Accounting internal controls: avoid an unfortunate lesson

The city of Philadelphia, Penn., took a pasting in an internal audit of city finances, resulting in a public mess that should serve as a lesson about the importance of internal financial controls for every government, business, or non-profit organization.

Internal accounting controls are what separate organizations from embarrassment, financial ruin, or legal consequences; they protect employees; investors; contributors; and everyone with a financial interest in the organization.

Philadelphia’s problems resulted in $924 million in bookkeeping errors and “material weaknesses” that led to an inability to account for $33 million, according to the Philly Voice in a June 12 article headlined, "Philly has worst accounting practices of 10 largest U.S. cities." The accounting disaster is attributed in part to not enough accountants and inadequate technology.
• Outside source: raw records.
//! Simple CLI for poking at a node store.
//!
//! Usage:
//!   nodeheap_cli <store_path> insert <file> <text>
//!   nodeheap_cli <store_path> get <file> <page> <slot>
//!   nodeheap_cli <store_path> update <file> <page> <slot> <text>
//!   nodeheap_cli <store_path> delete <file> <page> <slot>
//!   nodeheap_cli <store_path> scan <file>
//!   nodeheap_cli <store_path> count <file>
//!   nodeheap_cli <store_path> labels <file> <offset> <len>
//!   nodeheap_cli <store_path> dump <file> [page]
//!   nodeheap_cli <store_path> bulk_insert <file> <count> <size>
//!   nodeheap_cli <store_path> drop <file>
//!   nodeheap_cli <store_path> files
//!   nodeheap_cli <store_path> stats
//!
//! Set `RUST_LOG=nodeheap=debug` to trace page allocation and directory changes.

use nodeheap::{Config, HeapFile, LabelField, Nid, NodeStore, PageId};
use serde::Serialize;
use std::env;
use std::process::exit;
use tracing_subscriber::EnvFilter;

fn init_logging() {
    let filter = EnvFilter::try_from_default_env().unwrap_or_else(|_| EnvFilter::new("nodeheap=warn"));

    tracing_subscriber::fmt()
        .with_env_filter(filter)
        .with_target(false)
        .with_writer(std::io::stderr)
        .init();
}

fn usage() -> ! {
    eprintln!("Usage: nodeheap_cli <store_path> <command> [args...]");
    eprintln!("Commands:");
    eprintln!("  insert <file> <text>                - Insert a node, print its NID");
    eprintln!("  get <file> <page> <slot>            - Print a node");
    eprintln!("  update <file> <page> <slot> <text>  - Overwrite a node of the same length");
    eprintln!("  delete <file> <page> <slot>         - Delete a node");
    eprintln!("  scan <file>                         - Print every node");
    eprintln!("  count <file>                        - Count live nodes");
    eprintln!("  labels <file> <offset> <len>        - Count distinct labels");
    eprintln!("  dump <file> [page]                  - Directory chain or one page as JSON");
    eprintln!("  bulk_insert <file> <count> <size>   - Insert count nodes of size bytes");
    eprintln!("  drop <file>                         - Delete a heap file");
    eprintln!("  files                               - List heap files");
    eprintln!("  stats                               - Show store statistics");
    exit(1);
}

fn fail(msg: impl std::fmt::Display) -> ! {
    eprintln!("ERROR: {}", msg);
    exit(1);
}

fn arg<'a>(args: &'a [String], i: usize) -> &'a str {
    match args.get(i) {
        Some(s) => s.as_str(),
        None => usage(),
    }
}

fn num<T: std::str::FromStr>(args: &[String], i: usize, what: &str) -> T {
    match arg(args, i).parse() {
        Ok(n) => n,
        Err(_) => fail(format!("invalid {}: {}", what, arg(args, i))),
    }
}

fn nid_arg(args: &[String], i: usize) -> Nid {
    Nid::new(PageId::new(num(args, i, "page")), num(args, i + 1, "slot"))
}

fn open_file(store: &NodeStore, name: &str) -> HeapFile {
    match store.open_heap_file(name) {
        Ok(file) => file,
        Err(e) => fail(format!("failed to open heap file {:?}: {}", name, e)),
    }
}

fn print_json<T: Serialize>(value: &T) {
    match serde_json::to_string_pretty(value) {
        Ok(json) => println!("{}", json),
        Err(e) => fail(e),
    }
}

fn main() {
    init_logging();
    let args: Vec<String> = env::args().collect();

    if args.len() < 3 {
        usage();
    }

    let store_path = &args[1];
    let command = &args[2];

    let store = match NodeStore::open(Config::new(store_path)) {
        Ok(store) => store,
        Err(e) => fail(format!("failed to open store: {}", e)),
    };

    match command.as_str() {
        "insert" => {
            let mut file = open_file(&store, arg(&args, 3));
            match file.insert_node(arg(&args, 4).as_bytes()) {
                Ok(nid) => println!("{} {}", nid.page_id, nid.slot_no),
                Err(e) => fail(e),
            }
        }

        "get" => {
            let file = open_file(&store, arg(&args, 3));
            match file.get_node(nid_arg(&args, 4)) {
                Ok(Some(node)) => match String::from_utf8(node) {
                    Ok(s) => println!("{}", s),
                    Err(_) => println!("<binary data>"),
                },
                Ok(None) => println!("NOT_FOUND"),
                Err(e) => fail(e),
            }
        }

        "update" => {
            let mut file = open_file(&store, arg(&args, 3));
            match file.update_node(nid_arg(&args, 4), arg(&args, 6).as_bytes()) {
                Ok(true) => println!("UPDATED"),
                Ok(false) => println!("NOT_FOUND"),
                Err(e) => fail(e),
            }
        }

        "delete" => {
            let mut file = open_file(&store, arg(&args, 3));
            match file.delete_node(nid_arg(&args, 4)) {
                Ok(true) => println!("DELETED"),
                Ok(false) => println!("NOT_FOUND"),
                Err(e) => fail(e),
            }
        }

        "scan" => {
            let file = open_file(&store, arg(&args, 3));
            let scan = match file.open_scan() {
                Ok(scan) => scan,
                Err(e) => fail(e),
            };
            let mut count = 0;
            for item in scan {
                match item {
                    Ok((nid, node)) => {
                        println!("{} -> {}", nid, String::from_utf8_lossy(&node));
                        count += 1;
                    }
                    Err(e) => fail(e),
                }
            }
            println!("COUNT: {}", count);
        }

        "count" => {
            let file = open_file(&store, arg(&args, 3));
            match file.node_count() {
                Ok(n) => println!("{}", n),
                Err(e) => fail(e),
            }
        }

        "labels" => {
            let file = open_file(&store, arg(&args, 3));
            let field = LabelField::new(num(&args, 4, "offset"), num(&args, 5, "len"));
            match file.label_count(field) {
                Ok(n) => println!("{}", n),
                Err(e) => fail(e),
            }
        }

        "dump" => {
            let file = open_file(&store, arg(&args, 3));
            if args.len() > 4 {
                match file.page_dump(PageId::new(num(&args, 4, "page"))) {
                    Ok(dump) => print_json(&dump),
                    Err(e) => fail(e),
                }
            } else {
                match file.directory_dump() {
                    Ok(dump) => print_json(&dump),
                    Err(e) => fail(e),
                }
            }
        }

        "bulk_insert" => {
            let mut file = open_file(&store, arg(&args, 3));
            let count: usize = num(&args, 4, "count");
            let size: usize = num(&args, 5, "size");

            let start = std::time::Instant::now();
            for i in 0..count {
                let mut node = format!("node_{:08}", i).into_bytes();
                node.resize(size, b'.');
                if let Err(e) = file.insert_node(&node) {
                    fail(format!("at {}: {}", i, e));
                }
            }
            let elapsed = start.elapsed();

            if let Err(e) = store.flush() {
                fail(format!("flushing: {}", e));
            }

            let ops_per_sec = count as f64 / elapsed.as_secs_f64();
            println!("INSERTED: {}", count);
            println!("TIME_MS: {}", elapsed.as_millis());
            println!("OPS_PER_SEC: {:.0}", ops_per_sec);
        }

        "drop" => match store.drop_heap_file(arg(&args, 3)) {
            Ok(true) => println!("DROPPED"),
            Ok(false) => println!("NOT_FOUND"),
            Err(e) => fail(e),
        },

        "files" => {
            for name in store.file_names() {
                println!("{}", name);
            }
        }

        "stats" => print_json(&store.stats()),

        _ => {
            eprintln!("Unknown command: {}", command);
            usage();
        }
    }

    // Ensure data is persisted
    if let Err(e) = store.flush() {
        eprintln!("Warning: Failed to flush: {}", e);
    }
}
In short, an internal controls failure. 

Effective internal controls deter or find mismanagement, fraud, theft and other abuses and correct problems discovered either during normal business or through audits. They are essential in ensuring compliance with laws and regulations governing organizational finances.

The American Institute of Certified Public Accountants (AICPA) describes internal controls’ priorities as:

  • Policies and procedures that provide for appropriate segregation of duties to reduce the likelihood that deliberate fraud can occur
  • Personnel qualified to perform their assigned responsibilities
  • Sound practices to be followed by personnel in performing their duties and functions
  • A system that ensures proper authorization and recordation procedures for financial transactions

Describing internal controls is easier than putting them into effect. 

The Financial Accounting Standards Board’s GAAP (Generally Accepted Accounting Principles) is the accounting practices guide for U.S. companies. If internal controls aren’t consistent with GAAP requirements, the controls range from inadequate to useless to dangerous. For example, segregation of duties, mentioned above, is a principal internal controls component. Points that must be considered under duties segregation are asset possession, authorization for action regarding the asset, and record keeping concerning the asset.

For example, an employee who receives payment from a customer should never be responsible for preparing bank statements or making bank deposits. Neither should the same employee keep the records of such transactions. A minimum of two people should have these responsibilities divided between them because to commit fraud or theft they’re forced to collude, making criminal behavior more complicated and risky.

When internal controls are doing their job they they’re not only able to prevent or find errors or wrongdoing, but to correct the problem as well. To make sure everyone in the chain is sharp, it’s a good idea for management to randomly and periodically test their organizations internal controls systems and reconciliations. For small businesses particularly, developing strong internal controls can be a challenge given a potentially limited number of employees or restrictions on resources. There isn’t a one-size-fits-all method, but best practices exist which owners can implement to mitigate damage and meet each organization's needs, goals, and operations. 

Establishing strong internal controls isn’t quick or easy: it’s complicated. Governments, businesses and non-profits should seek out trained, experienced, and proven accounting professionals to develop a system or consult with the organization’s internal accounting staff. 

Take a lesson from Philadelphia: it’s better to be right on the front end than be pasted on the other end.